• _Action item_
Note each line of the entries that includes "vectors". Then copy those lines.

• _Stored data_
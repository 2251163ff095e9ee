// Bitcoin formats library: consensus codecs, keys, scripts and PSBTs
// by LNP/BP Association (https://lnp-bp.org)
// Written in 2020-2022 by
//     Dr. Maxim Orlovsky <orlovsky@lnp-bp.org>
//
// To the extent possible under law, the author(s) have dedicated all
// copyright and related and neighboring rights to this software to
// the public domain worldwide. This software is distributed without
// any warranty.
//
// You should have received a copy of the Apache-2.0 License
// along with this software.
// If not, see <https://opensource.org/licenses/Apache-2.0>.


use bitcoinformats::address::{AddressError, ScriptType};
use bitcoinformats::Network;

fn vectors() -> Vec<ScriptType> {
    vec![
        ScriptType::P2pk([0u8; 33]),
        ScriptType::P2pkh([0u8; 20]),
        ScriptType::P2sh([0u8; 20]),
        ScriptType::P2wpkh([0u8; 20]),
        ScriptType::P2wsh([0u8; 32]),
        ScriptType::P2tr([0u8; 32]),
        ScriptType::OpReturn(vec![0u8; 80]),
    ]
}

#[test]
fn script_pubkey_roundtrip() {
    for script_type in vectors() {
        let script = script_type.to_script_pubkey().unwrap();
        assert_eq!(ScriptType::from_script_pubkey(&script), script_type);
    }
}

#[test]
fn address_roundtrip() {
    for network in [Network::BITCOIN, Network::TESTNET, Network::REGTEST] {
        for script_type in vectors() {
            let address = match script_type.to_address(&network) {
                Ok(address) => address,
                Err(AddressError::NoAddressForm(name)) => {
                    assert!(name == "p2pk" || name == "op_return", "{}", name);
                    continue;
                }
                Err(err) => panic!("{}: {}", script_type, err),
            };
            assert_eq!(ScriptType::from_address(&address, &network), Ok(script_type));
        }
    }
}

#[test]
fn address_of_other_network() {
    let address = ScriptType::P2wpkh([0u8; 20])
        .to_address(&Network::TESTNET)
        .unwrap();
    assert!(ScriptType::from_address(&address, &Network::BITCOIN).is_err());

    let address = ScriptType::P2pkh([0u8; 20])
        .to_address(&Network::TESTNET)
        .unwrap();
    assert_eq!(
        ScriptType::from_address(&address, &Network::BITCOIN),
        Err(AddressError::Unrecognized)
    );
}

#[test]
fn well_known_addresses() {
    assert_eq!(
        ScriptType::P2pkh([0u8; 20]).to_address(&Network::BITCOIN).unwrap(),
        "1111111111111111111114oLvT2"
    );
    assert_eq!(
        ScriptType::P2sh([0u8; 20]).to_address(&Network::BITCOIN).unwrap(),
        "31h1vYVSYuKP6AhS86fbRdMw9XHieotbST"
    );
    assert_eq!(
        ScriptType::P2wpkh([0u8; 20]).to_address(&Network::BITCOIN).unwrap(),
        "bc1qqqqqqqqqqqqqqqqqqqqqqqqqqqqqqqqq9e75rs"
    );
    assert_eq!(
        ScriptType::P2tr([0u8; 32]).to_address(&Network::BITCOIN).unwrap(),
        "bc1pqqqqqqqqqqqqqqqqqqqqqqqqqqqqqqqqqqqqqqqqqqqqqqqqqqqqpqqenm"
    );
}

#[test]
fn op_return_payloads() {
    for data in [&b""[..], b"\x00", b"\x00\x00", b"\x00\x00\x00", &b"hello".repeat(10)] {
        let script_type = ScriptType::OpReturn(data.to_vec());
        let script = script_type.to_script_pubkey().unwrap();
        assert_eq!(script[0], 0x6A);
        assert_eq!(ScriptType::from_script_pubkey(&script), script_type);
    }
}

#[test]
fn unknown_scripts() {
    for script in [&[][..], &[0x51], &[0x6A, 0x05, 0x01], &[0x00, 0x14, 0x00]] {
        assert_eq!(
            ScriptType::from_script_pubkey(script),
            ScriptType::Unknown(script.to_vec())
        );
    }
}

• _Task answer_
fn vectors() -> Vec<ScriptType> {
    for script_type in vectors() {
        for script_type in vectors() {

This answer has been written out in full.